Ullah came to the U.S. through “the most remote possible family connection,” U.S. Citizenship and Immigration Services Director L. Francis Cissna said at a White House press conference Dec. 12.

Cissna and Trump both called for an end to the programs, but such a move would have to come from Congress. Limits on these and other forms of legal immigration have been floated by the White House as part of a package that includes legal status for undocumented immigrants in the deferred action for childhood arrivals program, which the administration ended in September.

Lawmakers have yet to reach any kind of a deal addressing the DACA program.

But the term “chain migration” isn’t really defined, David Bier, an immigration policy analyst at the libertarian Cato Institute, told Bloomberg Law.

If you include everyone who received a green card through some kind of family connection, that would amount to 84 percent of all green cards issued in 2015, he said. And that figure has “pretty much been the same for the last decade,” totaling close to 8 million people, he said.

That means more than 8 million people would be excluded from the economy if this type of immigration were curtailed, Bier said.

In fact, if you include refugees and those seeking asylum, 94 percent of the immigration system is based on non-economic factors, he said.

Reduced Wages, Opportunities

George Borjas, a labor economist at Harvard University, has found that immigrants who came to the U.S. between 1990 and 2010 reduced the average annual earnings of U.S. workers by $1,396 in the short term. Those without a high school diploma were the hardest hit, seeing a wage reduction of 2 percent to 5 percent, he said.

If workers are grouped by education level and age, a 10 percent increase in the size of that group as a result of immigration reduces the wages of all native-born workers by 2.5 percent.

Using the same education level and age grouping, a 10 percent increase in the size of the group reduced the proportion of native-born blacks in that group holding a job by 5.1 percentage points, Borjas said.

The focus on a “single terrorist episode” like the one in New York distracts from the “tragic impact” of immigration on the American labor market, Broadwater said.

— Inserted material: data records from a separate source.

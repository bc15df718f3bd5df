//! On-disk persistence for the hidden-service identity
//!
//! The key is the node's address; a torn write would cost it permanently.
//! Writes go through a temporary file in the same directory, fsync, then
//! rename, so a crash leaves either the old or the new file intact.

use crate::crypto::OnionKey;
use crate::error::{Error, Result};
use std::io::Write;
use std::path::Path;

pub const PRIVATE_KEY_FILE: &str = "private_key";
pub const HOSTNAME_FILE: &str = "hostname";

/// Write `contents` to `path` atomically.
pub fn write_atomic(path: &Path, contents: &[u8]) -> std::io::Result<()> {
    let tmp = path.with_extension("tmp");
    {
        let mut file = std::fs::File::create(&tmp)?;
        file.write_all(contents)?;
        file.sync_all()?;
    }
    std::fs::rename(&tmp, path)
}

/// Persist the key as a single `ED25519-V3:<base64>` line.
pub fn save_private_key(hs_dir: &Path, key: &OnionKey) -> Result<()> {
    let path = hs_dir.join(PRIVATE_KEY_FILE);
    let line = format!("{}\n", key.to_key_blob());
    write_atomic(&path, line.as_bytes())
        .map_err(|e| Error::DataDirUnwritable(path, e))
}

/// Persist `<serviceid>.onion`, LF-terminated.
pub fn save_hostname(hs_dir: &Path, hostname: &str) -> Result<()> {
    let path = hs_dir.join(HOSTNAME_FILE);
    let line = format!("{}\n", hostname);
    write_atomic(&path, line.as_bytes())
        .map_err(|e| Error::DataDirUnwritable(path, e))
}

/// Load a previously persisted key, if any.
pub fn load_private_key(hs_dir: &Path) -> Option<Result<OnionKey>> {
    let path = hs_dir.join(PRIVATE_KEY_FILE);
    if !path.exists() {
        return None;
    }
    Some(OnionKey::from_file(&path))
}
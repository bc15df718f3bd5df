//! HashedControlPassword computation
//!
//! Tor hashes control passwords with the OpenPGP iterated S2K scheme
//! (RFC 4880 §3.7.1.3) using SHA-1 and a fixed iteration specifier, and
//! expects the result as `16:<hex(salt || specifier || digest)>`.

use data_encoding::{HEXLOWER, HEXUPPER};
use sha1::{Digest, Sha1};

/// Iteration count specifier Tor always uses: (16 + 0) << (6 + 6) bytes.
const S2K_SPECIFIER: u8 = 0x60;

/// Random password handed to the child on its command line, hex-encoded so
/// it survives quoting anywhere.
pub fn generate_control_password() -> String {
    HEXLOWER.encode(&crate::util::rand::random_bytes::<16>())
}

/// The `HashedControlPassword` value for `password`.
pub fn hashed_control_password(password: &str) -> String {
    hashed_control_password_with_salt(password, &crate::util::rand::random_bytes::<8>())
}

pub fn hashed_control_password_with_salt(password: &str, salt: &[u8; 8]) -> String {
    let digest = s2k_sha1(password.as_bytes(), salt, S2K_SPECIFIER);

    let mut specifier = Vec::with_capacity(8 + 1 + 20);
    specifier.extend_from_slice(salt);
    specifier.push(S2K_SPECIFIER);
    specifier.extend_from_slice(&digest);

    format!("16:{}", HEXUPPER.encode(&specifier))
}

/// Iterated-salted SHA-1: hash `salt || secret` repeatedly until `count`
/// bytes have been consumed, truncating the final repetition.
fn s2k_sha1(secret: &[u8], salt: &[u8; 8], specifier: u8) -> [u8; 20] {
    let count = (16 + (specifier & 15) as usize) << ((specifier >> 4) + 6);

    let mut block = Vec::with_capacity(salt.len() + secret.len());
    block.extend_from_slice(salt);
    block.extend_from_slice(secret);

    let mut hasher = Sha1::new();
    let mut remaining = count;
    while remaining > 0 {
        if remaining >= block.len() {
            hasher.update(&block);
            remaining -= block.len();
        } else {
            hasher.update(&block[..remaining]);
            remaining = 0;
        }
    }
    hasher.finalize().into()
}

#[cfg(test)]
mod tests {
    use super::*;

    #[test]
    fn output_shape() {
        let hash = hashed_control_password_with_salt("secret", &[1, 2, 3, 4, 5, 6, 7, 8]);
        // "16:" + hex(8-byte salt + specifier + 20-byte digest)
        assert!(hash.starts_with("16:"));
        assert_eq!(hash.len(), 3 + 2 * 29);
        assert!(hash[3..].chars().all(|c| c.is_ascii_hexdigit()));
        assert!(hash[3..].starts_with("010203040506070860"));
    }

    #[test]
    fn deterministic_per_salt() {
        let salt_a = [0u8; 8];
        let salt_b = [1u8; 8];
        assert_eq!(
            hashed_control_password_with_salt("pw", &salt_a),
            hashed_control_password_with_salt("pw", &salt_a)
        );
        assert_ne!(
            hashed_control_password_with_salt("pw", &salt_a),
            hashed_control_password_with_salt("pw", &salt_b)
        );
        assert_ne!(
            hashed_control_password_with_salt("pw", &salt_a),
            hashed_control_password_with_salt("other", &salt_a)
        );
    }

    #[test]
    fn iteration_count_is_tors() {
        // specifier 0x60 must hash 65536 bytes
        let c = S2K_SPECIFIER;
        let count = (16 + (c & 15) as usize) << ((c >> 4) + 6);
        assert_eq!(count, 65536);
    }

    #[test]
    fn generated_passwords_are_hex_and_unique() {
        let a = generate_control_password();
        let b = generate_control_password();
        assert_eq!(a.len(), 32);
        assert!(a.chars().all(|c| c.is_ascii_hexdigit()));
        assert_ne!(a, b);
    }
}
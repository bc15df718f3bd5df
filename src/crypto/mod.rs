//! Cryptographic primitives for v3 Onion Services
//!
//! Handles the long-lived ed25519 service identity. All crypto operations
//! are isolated here - no IO beyond loading the key file.

#![allow(unused_imports)] // Re-exports for public API

pub mod keys;

pub use keys::{KeyType, OnionKey, KEY_BLOB_HEADER};
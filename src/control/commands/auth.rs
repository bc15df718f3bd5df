//! AUTHENTICATE and the SAFECOOKIE challenge/response

use crate::control::command::{find_arg, quote_arg, split_quoted, Reply};
use crate::error::{Error, Result};
use data_encoding::{HEXLOWER, HEXUPPER_PERMISSIVE};
use hmac::{Hmac, Mac};
use sha2::Sha256;

type HmacSha256 = Hmac<Sha256>;

/// HMAC keys fixed by the control-port specification.
const CLIENT_HASH_KEY: &[u8] = b"Tor safe cookie authentication controller-to-server hash";
const SERVER_HASH_KEY: &[u8] = b"Tor safe cookie authentication server-to-controller hash";

/// Authentication methods Tor can advertise.
#[derive(Debug, Clone, Copy, PartialEq, Eq)]
pub enum AuthMethod {
    Null,
    HashedPassword,
    Cookie,
    SafeCookie,
}

impl AuthMethod {
    pub fn from_wire(s: &str) -> Option<Self> {
        match s {
            "NULL" => Some(Self::Null),
            "HASHEDPASSWORD" => Some(Self::HashedPassword),
            "COOKIE" => Some(Self::Cookie),
            "SAFECOOKIE" => Some(Self::SafeCookie),
            _ => None,
        }
    }
}

/// Pick the strongest advertised method.
///
/// SAFECOOKIE never exposes the secret on the wire, HASHEDPASSWORD only
/// works when we launched the process ourselves, plain COOKIE leaks the
/// cookie to a MITM, NULL is a last resort.
pub fn choose_method(advertised: &[AuthMethod]) -> Option<AuthMethod> {
    const PREFERENCE: [AuthMethod; 4] = [
        AuthMethod::SafeCookie,
        AuthMethod::HashedPassword,
        AuthMethod::Cookie,
        AuthMethod::Null,
    ];
    PREFERENCE.into_iter().find(|m| advertised.contains(m))
}

/// AUTHCHALLENGE SAFECOOKIE request.
pub struct AuthChallenge {
    pub client_nonce: [u8; 32],
}

#[derive(Debug, Clone)]
pub struct AuthChallengeReply {
    pub server_hash: Vec<u8>,
    pub server_nonce: Vec<u8>,
}

impl AuthChallenge {
    pub fn new() -> Self {
        Self {
            client_nonce: crate::util::rand::random_bytes(),
        }
    }

    pub fn line(&self) -> String {
        format!(
            "AUTHCHALLENGE SAFECOOKIE {}",
            HEXLOWER.encode(&self.client_nonce)
        )
    }

    pub fn parse(reply: &Reply) -> Result<AuthChallengeReply> {
        reply.require_ok(Error::AuthFailed)?;

        let line = reply
            .lines
            .iter()
            .find(|l| l.text.starts_with("AUTHCHALLENGE "))
            .ok_or_else(|| Error::ProtocolViolation("AUTHCHALLENGE reply missing payload".into()))?;
        let tokens = split_quoted(&line.text);

        let decode = |key: &str| -> Result<Vec<u8>> {
            let hex = find_arg(&tokens, key)
                .ok_or_else(|| Error::ProtocolViolation(format!("AUTHCHALLENGE missing {}", key)))?;
            HEXUPPER_PERMISSIVE
                .decode(hex.as_bytes())
                .map_err(|_| Error::ProtocolViolation(format!("AUTHCHALLENGE bad hex in {}", key)))
        };

        Ok(AuthChallengeReply {
            server_hash: decode("SERVERHASH")?,
            server_nonce: decode("SERVERNONCE")?,
        })
    }
}

/// The hash we present to the server.
pub fn safecookie_client_hash(
    cookie: &[u8],
    client_nonce: &[u8],
    server_nonce: &[u8],
) -> [u8; 32] {
    safecookie_hmac(CLIENT_HASH_KEY, cookie, client_nonce, server_nonce)
}

/// The hash the server must have presented to us.
pub fn safecookie_server_hash(
    cookie: &[u8],
    client_nonce: &[u8],
    server_nonce: &[u8],
) -> [u8; 32] {
    safecookie_hmac(SERVER_HASH_KEY, cookie, client_nonce, server_nonce)
}

fn safecookie_hmac(key: &[u8], cookie: &[u8], client_nonce: &[u8], server_nonce: &[u8]) -> [u8; 32] {
    let mut mac = HmacSha256::new_from_slice(key).expect("hmac accepts any key length");
    mac.update(cookie);
    mac.update(client_nonce);
    mac.update(server_nonce);
    mac.finalize().into_bytes().into()
}

/// AUTHENTICATE request, one variant per negotiated method.
pub enum Authenticate {
    /// No credentials configured.
    Null,
    /// The original control password, quoted.
    Password(String),
    /// Contents of the cookie file, hex-encoded.
    Cookie(Vec<u8>),
    /// The SAFECOOKIE client hash, hex-encoded.
    SafeCookie([u8; 32]),
}

impl Authenticate {
    pub fn line(&self) -> String {
        match self {
            Self::Null => "AUTHENTICATE".to_string(),
            Self::Password(pw) => format!("AUTHENTICATE {}", quote_arg(pw)),
            Self::Cookie(cookie) => format!("AUTHENTICATE {}", HEXLOWER.encode(cookie)),
            Self::SafeCookie(hash) => format!("AUTHENTICATE {}", HEXLOWER.encode(hash)),
        }
    }

    pub fn parse(reply: &Reply) -> Result<()> {
        reply.require_ok(Error::AuthFailed)
    }
}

There’s been “some suggestion that it’s racist” to oppose immigration, he said. But it’s a “racist exploitation of the system” to have chain migration that increases the low-cost labor supply in areas where blacks traditionally have worked, such as retail, food and beverage, and blue collar sectors, he said.

It’s not just green cards, but also the exploitation of temporary visa programs such as the H-1B and J programs that has resulted in the displacement of black and Hispanic workers, Broadwater said.

Increased Education Level

Recent trends, however, show that immigrants in all visa categories increasingly have higher levels of education. A June report from the Migration Policy Institute found that 48 percent of immigrants who came to the U.S. between 2011 and 2015 had a college degree, compared with 31 percent of U.S.-born adults in 2015.

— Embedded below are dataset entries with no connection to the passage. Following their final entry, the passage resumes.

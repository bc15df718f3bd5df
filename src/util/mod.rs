//! Time, randomization, helpers

pub mod bytestream;
pub mod rand;
pub mod time;
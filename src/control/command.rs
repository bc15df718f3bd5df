//! Reply and event model for the control protocol
//!
//! A command produces exactly one [`Reply`]: every `-`/`+` line plus the
//! final ` ` line, in arrival order. Asynchronous `6xx` notifications are
//! grouped the same way and surfaced as [`Event`]s.

use crate::error::{Error, Result};

/// One reply line: the text after the status/separator, plus the raw data
/// block when the line opened one (`+` separator).
#[derive(Debug, Clone)]
pub struct ReplyLine {
    pub status: u16,
    pub text: String,
    pub data: Option<Vec<String>>,
}

/// Complete reply to a single command.
#[derive(Debug, Clone)]
pub struct Reply {
    /// Status of the final line.
    pub status: u16,
    pub lines: Vec<ReplyLine>,
}

impl Reply {
    /// 250 is the protocol's blanket success status.
    pub fn is_ok(&self) -> bool {
        self.status == 250
    }

    /// Text of the final line (e.g. the error message on refusal).
    pub fn last_text(&self) -> &str {
        self.lines.last().map(|l| l.text.as_str()).unwrap_or("")
    }

    /// Iterate `key=value` payload lines, skipping the trailing `OK`.
    pub fn kv_lines(&self) -> impl Iterator<Item = (&str, Option<&str>)> {
        self.lines.iter().filter(|l| l.text != "OK").map(|l| {
            match l.text.split_once('=') {
                Some((k, v)) => (k, Some(v)),
                None => (l.text.as_str(), None),
            }
        })
    }

    /// Map a refused command into `err(text)`.
    pub fn require_ok(&self, err: impl FnOnce(String) -> Error) -> Result<()> {
        if self.is_ok() {
            Ok(())
        } else {
            Err(err(format!("{} {}", self.status, self.last_text())))
        }
    }
}

/// Asynchronous event pushed by Tor (status `650`).
#[derive(Debug, Clone)]
pub struct Event {
    /// Uppercased first word, e.g. `STATUS_CLIENT` or `HS_DESC`.
    pub keyword: String,
    /// All lines of the notification, first one included.
    pub lines: Vec<String>,
}

/// Split a space-separated argument list honoring `"…"` quoting with
/// backslash escapes, as used throughout control-port replies.
pub fn split_quoted(input: &str) -> Vec<String> {
    let mut out = Vec::new();
    let mut cur = String::new();
    let mut chars = input.chars().peekable();
    let mut in_quotes = false;
    let mut seen_any = false;

    while let Some(c) = chars.next() {
        match c {
            '"' => {
                in_quotes = !in_quotes;
                seen_any = true;
            },
            '\\' if in_quotes => {
                if let Some(esc) = chars.next() {
                    cur.push(esc);
                }
            },
            ' ' if !in_quotes => {
                if seen_any || !cur.is_empty() {
                    out.push(std::mem::take(&mut cur));
                    seen_any = false;
                }
            },
            _ => {
                cur.push(c);
                seen_any = true;
            },
        }
    }
    if seen_any || !cur.is_empty() {
        out.push(cur);
    }
    out
}

/// Quote an argument for the wire if it contains whitespace or quotes.
pub fn quote_arg(value: &str) -> String {
    if !value.is_empty() && !value.contains([' ', '\t', '"', '\\']) {
        return value.to_string();
    }
    let mut quoted = String::with_capacity(value.len() + 2);
    quoted.push('"');
    for c in value.chars() {
        if c == '"' || c == '\\' {
            quoted.push('\\');
        }
        quoted.push(c);
    }
    quoted.push('"');
    quoted
}

/// Pull `KEY=` arguments out of a tokenized reply line.
pub fn find_arg<'a>(tokens: &'a [String], key: &str) -> Option<&'a str> {
    tokens
        .iter()
        .find_map(|t| t.strip_prefix(key).and_then(|rest| rest.strip_prefix('=')))
}
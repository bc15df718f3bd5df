//! Error taxonomy for the Tor subsystem.
//!
//! Transport-level failures (`ConnectionLost`, `ProtocolViolation`) tear the
//! control connection down; everything else is reported to the caller of the
//! operation that failed.

use std::io;
use std::path::PathBuf;

pub type Result<T> = std::result::Result<T, Error>;

#[derive(Debug, thiserror::Error)]
pub enum Error {
    /// No tor executable on any search path.
    #[error("cannot find a tor executable")]
    ExecutableMissing,

    /// Data directory cannot be created or written.
    #[error("cannot write data location {0}: {1}")]
    DataDirUnwritable(PathBuf, #[source] io::Error),

    /// Child exited before becoming ready, or died after.
    #[error("tor process failed: {0}")]
    ProcessFailed(String),

    /// TCP connect to the control port failed after the process was ready.
    #[error("control port connection failed: {0}")]
    ControlConnectFailed(#[source] io::Error),

    /// No acceptable auth method, or authentication rejected.
    #[error("authentication failed: {0}")]
    AuthFailed(String),

    /// Malformed reply, out-of-order reply, unexpected event payload.
    #[error("control protocol violation: {0}")]
    ProtocolViolation(String),

    /// Control socket closed mid-session.
    #[error("control connection lost")]
    ConnectionLost,

    /// ADD_ONION refused by Tor.
    #[error("hidden service publication refused: {0}")]
    ServicePublishFailed(String),

    /// private_key file unreadable or malformed.
    #[error("cannot load service key: {0}")]
    KeyLoadFailed(String),
}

Many immigrants “have skills that our economy needs, and are going to contribute,” Bier told Bloomberg Law.

A 2016 report from the National Academies of Sciences, Engineering, and Medicine found that immigration has little to no negative impact on native-born workers’ employment, and that high-skilled immigrants actually have a positive effect on the wages and employment of native-born workers.

“It’s incorrect to say that chain migration has been a negative for the country or the economy,” Bier said. The Trump administration is basing its immigration policy on a “very small sliver of the labor force"—high school dropouts—and their lack of employment opportunities can be traced to factors other than immigration, he said.

On the flip side, eliminating the labor force pool generated by family-based immigrants would result in a “very, very modest increase in wages of about 2 percent” for high school dropouts, and “an overall negative impact on every other educational level for the vast majority of the labor force in the United States, who have a high school degree and above,” Bier said.